Willie’s sister, John’s brother and numerous uncles, cousins and others from north Kerry had settled in Pittsburgh since the Great Famine. U.S. census records show many of these men worked for the city’s streetcar company or railroads, the women as household domestics.

Willie joined the Ancient Order of Hibernians shortly after his 20th birthday. He also joined the Holy Name Society at St. Stephen’s Church, close to the house where he boarded with a cousin family in the city’s Hazelwood section.

Willie became a streetcar motorman in 1915, according to the Pittsburgh Railways Company newsletter, Public Service. He registered for the Great War in 1917 but was not drafted. In 1919 he applied for U.S. citizenship with support from his cousin and the local AOH division president.

PUBSERV.obit
Willie became a U.S. citizen on June 15, 1922, a day before the general election in Ireland that ratified the pro-treaty Irish Free State government. He married Nora Ware, a north Kerry girl from Kilenton townland, Ballylongford, on March 4, 1924. He was 30. She was 33.

Back in Ireland, the money-losing, civil war-damage Lartigue railway made its last run out of Ballybunion on October 14, 1924. Newspapers soon advertised dismantled scrap metal from the elevated monorail trestles for use as “sheds, gate posts and fencing.”

In March 1925, Willie and Nora made a $6,000 down payment toward the $13,000 price of a house. Between 1925 and 1932 they had six children – all girls.

The couple supplemented Willie’s streetcar income by renting upstairs apartments. On December 15, 1936, they paid off their mortgage in a lump sum payment of $5,392.95, records show.

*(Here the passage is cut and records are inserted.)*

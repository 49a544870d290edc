//! Job lifecycle events exchanged over the bus.
//!
//! The external worker publishes [`StatusEvent`]s zero or more times per job
//! and at most one terminal [`CompletionEvent`]. Both are relayed verbatim
//! to live observers as the `data` of outbound frames.

use chrono::Utc;
use serde::{Deserialize, Serialize};

use crate::jobs::JobStatus;
use crate::types::{JobId, Timestamp};

/// Progress report for a single job. Idempotent; duplicates and reordering
/// are harmless.
#[derive(Debug, Clone, PartialEq, Serialize, Deserialize)]
pub struct StatusEvent {
    pub job_id: JobId,
    pub status: JobStatus,
    #[serde(default, skip_serializing_if = "Option::is_none")]
    pub message: Option<String>,
    #[serde(default, skip_serializing_if = "Option::is_none")]
    pub progress: Option<f64>,
    #[serde(default = "Utc::now")]
    pub timestamp: Timestamp,
}

impl StatusEvent {
    pub fn new(job_id: impl Into<JobId>, status: JobStatus) -> Self {
        Self {
            job_id: job_id.into(),
            status,
            message: None,
            progress: None,
            timestamp: Utc::now(),
        }
    }

    pub fn with_progress(mut self, progress: f64) -> Self {
        self.progress = Some(progress);
        self
    }
}

/// Terminal outcome of a job.
#[derive(Debug, Clone, PartialEq, Serialize, Deserialize)]
pub struct CompletionEvent {
    pub job_id: JobId,
    pub success: bool,
    #[serde(default, skip_serializing_if = "Option::is_none")]
    pub result: Option<serde_json::Value>,
    #[serde(default, skip_serializing_if = "Option::is_none")]
    pub error: Option<String>,
    #[serde(default = "Utc::now")]
    pub timestamp: Timestamp,
}

impl CompletionEvent {
    pub fn succeeded(job_id: impl Into<JobId>, result: serde_json::Value) -> Self {
        Self {
            job_id: job_id.into(),
            success: true,
            result: Some(result),
            error: None,
            timestamp: Utc::now(),
        }
    }

    pub fn failed(job_id: impl Into<JobId>, error: impl Into<String>) -> Self {
        Self {
            job_id: job_id.into(),
            success: false,
            result: None,
            error: Some(error.into()),
            timestamp: Utc::now(),
        }
    }
}
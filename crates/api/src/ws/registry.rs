//! Job id to observer membership.
//!
//! The registry holds [`Weak`] references: it never keeps a connection
//! alive, and an observer dropped without explicit removal simply stops
//! appearing in snapshots. A job id is present only while at least one
//! observer is subscribed to it.

use std::collections::HashMap;
use std::sync::{Arc, Weak};

use jobwire_core::types::JobId;
use tokio::sync::RwLock;

use crate::ws::observer::{ConnId, Observer};

type Members = HashMap<ConnId, Weak<dyn Observer>>;

/// Thread-safe subscription map shared by the gateway and the relay.
///
/// One coarse lock guards the whole map. Callers never hold it across a
/// send: [`SubscriptionRegistry::snapshot`] copies the observers out first.
pub struct SubscriptionRegistry {
    jobs: RwLock<HashMap<JobId, Members>>,
}

impl SubscriptionRegistry {
    pub fn new() -> Self {
        Self {
            jobs: RwLock::new(HashMap::new()),
        }
    }

    /// Add `observer` to `job_id`'s set.
    ///
    /// Returns `false` if it was already a member; the set is unchanged.
    pub async fn subscribe(&self, job_id: &str, observer: &Arc<dyn Observer>) -> bool {
        let mut jobs = self.jobs.write().await;
        let members = jobs.entry(job_id.to_string()).or_default();
        if members.contains_key(observer.id()) {
            return false;
        }
        members.insert(observer.id().to_string(), Arc::downgrade(observer));
        true
    }

    /// Remove one membership. Unknown job or observer is a no-op.
    ///
    /// Returns whether a membership was removed.
    pub async fn unsubscribe(&self, job_id: &str, observer_id: &str) -> bool {
        let mut jobs = self.jobs.write().await;
        let Some(members) = jobs.get_mut(job_id) else {
            return false;
        };
        let removed = members.remove(observer_id).is_some();
        if members.is_empty() {
            jobs.remove(job_id);
        }
        removed
    }

    /// Remove `observer_id` from every set, dropping keys left empty.
    ///
    /// Returns the number of memberships removed.
    pub async fn remove_observer_everywhere(&self, observer_id: &str) -> usize {
        let mut jobs = self.jobs.write().await;
        let mut removed = 0;
        jobs.retain(|_, members| {
            if members.remove(observer_id).is_some() {
                removed += 1;
            }
            !members.is_empty()
        });
        removed
    }

    /// Point-in-time copy of the live observers of `job_id`.
    pub async fn snapshot(&self, job_id: &str) -> Vec<Arc<dyn Observer>> {
        self.jobs
            .read()
            .await
            .get(job_id)
            .map(|members| members.values().filter_map(Weak::upgrade).collect())
            .unwrap_or_default()
    }

    /// Number of job ids with at least one observer.
    pub async fn job_count(&self) -> usize {
        self.jobs.read().await.len()
    }

    /// Number of observers subscribed to `job_id`.
    pub async fn subscriber_count(&self, job_id: &str) -> usize {
        self.jobs.read().await.get(job_id).map_or(0, HashMap::len)
    }

    /// Job ids `observer_id` is subscribed to, in no particular order.
    pub async fn jobs_for(&self, observer_id: &str) -> Vec<JobId> {
        self.jobs
            .read()
            .await
            .iter()
            .filter(|(_, members)| members.contains_key(observer_id))
            .map(|(job_id, _)| job_id.clone())
            .collect()
    }
}

impl Default for SubscriptionRegistry {
    fn default() -> Self {
        Self::new()
    }
}
//! Bus-to-WebSocket event relay.
//!
//! [`EventRelay`] listens on the status and completion topics and forwards
//! each event to the observers subscribed to its job.

mod listener;

pub use listener::EventRelay;
//! Response envelope shared by the JSON handlers.
//!
//! Every JSON body is wrapped as `{ "data": ... }`.

use serde::Serialize;

/// Standard `{ "data": T }` envelope.
#[derive(Debug, Serialize)]
pub struct DataResponse<T: Serialize> {
    pub data: T,
}
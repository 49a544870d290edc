//! Message bus plumbing between job producers, the external worker and the
//! live relay.
//!
//! - [`MessageBus`]: publish-by-topic, subscribe-by-topic and durable list
//!   push over a shared broker. [`RedisBus`] talks to Redis;
//!   [`InMemoryBus`] keeps everything in process.
//! - [`BusEvent`]: typed decoding of the status and completion topics.
//! - [`JobQueue`]: pushes job descriptors onto the durable work list.

pub mod bus;
pub mod event;
pub mod memory;
pub mod queue;
pub mod reconnect;
pub mod redis_bus;

pub use bus::{BusError, BusMessage, MessageBus};
pub use event::{publish_event, BusEvent, Topics, DEFAULT_QUEUE_LIST};
pub use memory::InMemoryBus;
pub use queue::{JobQueue, QueueError};
pub use reconnect::{retry_with_backoff, ReconnectConfig};
pub use redis_bus::RedisBus;
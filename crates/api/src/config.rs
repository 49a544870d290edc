use jobwire_events::{Topics, DEFAULT_QUEUE_LIST};

/// Server configuration loaded from environment variables.
///
/// All fields have defaults suitable for local development. With neither
/// `REDIS_URL` nor `DATABASE_URL` set the server runs fully in process.
#[derive(Debug, Clone)]
pub struct ServerConfig {
    /// Bind address (default: `0.0.0.0`).
    pub host: String,
    /// Bind port (default: `3000`).
    pub port: u16,
    /// Allowed CORS origins, parsed from comma-separated `CORS_ORIGINS`.
    pub cors_origins: Vec<String>,
    /// HTTP request timeout in seconds (default: `30`).
    pub request_timeout_secs: u64,
    /// Interval between WebSocket ping frames (default: `30`).
    pub heartbeat_interval_secs: u64,
    /// Redis broker. `None` selects the in-process bus.
    pub redis_url: Option<String>,
    /// PostgreSQL job store. `None` selects the in-memory store.
    pub database_url: Option<String>,
    /// Topic the worker publishes status events on.
    pub status_topic: String,
    /// Topic the worker publishes completion events on.
    pub complete_topic: String,
    /// Durable list job descriptors are pushed onto.
    pub queue_list: String,
    /// Optional topic every enqueued descriptor is also published on.
    pub queue_announce_topic: Option<String>,
    /// Emit logs as JSON lines instead of the human-readable format.
    pub json_logs: bool,
}

impl ServerConfig {
    /// Load configuration from environment variables with defaults.
    ///
    /// | Env Var                   | Default                 |
    /// |---------------------------|-------------------------|
    /// | `HOST`                    | `0.0.0.0`               |
    /// | `PORT`                    | `3000`                  |
    /// | `CORS_ORIGINS`            | `http://localhost:5173` |
    /// | `REQUEST_TIMEOUT_SECS`    | `30`                    |
    /// | `HEARTBEAT_INTERVAL_SECS` | `30`                    |
    /// | `REDIS_URL`               | unset (in-process bus)  |
    /// | `DATABASE_URL`            | unset (in-memory store) |
    /// | `STATUS_TOPIC`            | `job:status`            |
    /// | `COMPLETE_TOPIC`          | `job:complete`          |
    /// | `QUEUE_LIST`              | `job:queue`             |
    /// | `QUEUE_ANNOUNCE_TOPIC`    | unset                   |
    /// | `LOG_FORMAT`              | `text` (`json` to switch) |
    pub fn from_env() -> Self {
        let host = std::env::var("HOST").unwrap_or_else(|_| "0.0.0.0".into());

        let port: u16 = std::env::var("PORT")
            .unwrap_or_else(|_| "3000".into())
            .parse()
            .expect("PORT must be a valid u16");

        let cors_origins: Vec<String> = std::env::var("CORS_ORIGINS")
            .unwrap_or_else(|_| "http://localhost:5173".into())
            .split(',')
            .map(|s| s.trim().to_string())
            .filter(|s| !s.is_empty())
            .collect();

        let request_timeout_secs: u64 = std::env::var("REQUEST_TIMEOUT_SECS")
            .unwrap_or_else(|_| "30".into())
            .parse()
            .expect("REQUEST_TIMEOUT_SECS must be a valid u64");

        let heartbeat_interval_secs: u64 = std::env::var("HEARTBEAT_INTERVAL_SECS")
            .unwrap_or_else(|_| "30".into())
            .parse()
            .expect("HEARTBEAT_INTERVAL_SECS must be a valid u64");
        assert!(heartbeat_interval_secs > 0, "HEARTBEAT_INTERVAL_SECS must be positive");

        let json_logs = std::env::var("LOG_FORMAT")
            .map(|v| v.eq_ignore_ascii_case("json"))
            .unwrap_or(false);

        Self {
            host,
            port,
            cors_origins,
            request_timeout_secs,
            heartbeat_interval_secs,
            redis_url: non_empty_var("REDIS_URL"),
            database_url: non_empty_var("DATABASE_URL"),
            status_topic: non_empty_var("STATUS_TOPIC").unwrap_or_else(|| "job:status".into()),
            complete_topic: non_empty_var("COMPLETE_TOPIC")
                .unwrap_or_else(|| "job:complete".into()),
            queue_list: non_empty_var("QUEUE_LIST").unwrap_or_else(|| DEFAULT_QUEUE_LIST.into()),
            queue_announce_topic: non_empty_var("QUEUE_ANNOUNCE_TOPIC"),
            json_logs,
        }
    }

    /// The relay topics as configured.
    pub fn topics(&self) -> Topics {
        Topics::new(self.status_topic.clone(), self.complete_topic.clone())
    }
}

fn non_empty_var(name: &str) -> Option<String> {
    std::env::var(name)
        .ok()
        .map(|v| v.trim().to_string())
        .filter(|v| !v.is_empty())
}
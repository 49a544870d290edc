use axum::routing::{get, post};
use axum::Router;

use crate::handlers::jobs;
use crate::state::AppState;

/// Routes mounted at `/jobs`.
///
/// ```text
/// GET    /                -> list_jobs
/// POST   /                -> submit_job
/// GET    /{id}            -> get_job
/// POST   /{id}/retry      -> retry_job
/// ```
pub fn router() -> Router<AppState> {
    Router::new()
        .route("/", get(jobs::list_jobs).post(jobs::submit_job))
        .route("/{id}", get(jobs::get_job))
        .route("/{id}/retry", post(jobs::retry_job))
}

Willie was leading a comfortable and successful life in America by almost any measure of those Depression years. He was surrounded by extended family, hard-working neighbors and a strong church and civic community.

On December 17, 1941, days after the Pearl Harbor attack, Willie made an early morning streetcar trip into downtown Pittsburgh. He died of a sudden heart attack in front of St. Mary of Mercy Church. A priest summoned from inside administered the last rights aboard the streetcar Willie had been operating only minutes earlier.

The wake was held at his house. Willie was buried five days before Christmas, a month before his 48th birthday. Three daily newspapers had published short items about his death, but the real tribute came in the January 1942 issue of the streetcar company newsletter.

“No one ever thought he would be taken so suddenly, but he lived an exemplary life, and it seems that God only takes the best,” Public Service said. “The crowds of friends who went to the home to pay their last respects, and the number of floral offerings, testified to the esteem in which he was held by all who knew him.”

The next item in the newsletter was about “one of the unique railroads of the world,” the Lartigue monorail of Kerry, Ireland. “Many of our men come from this section,” newsletter writer William Sharpe reported. Yet he seemed unaware the line had closed 17 years earlier and proclaimed the monorail “the only one left in the world.”

Sharpe offered to provide readers with copies of the accompanying photo of Kerry’s unique monorail. It is an image that dates from about 1900, when Willie was a boy in nearby Lahardane, a dozen years before his emigration.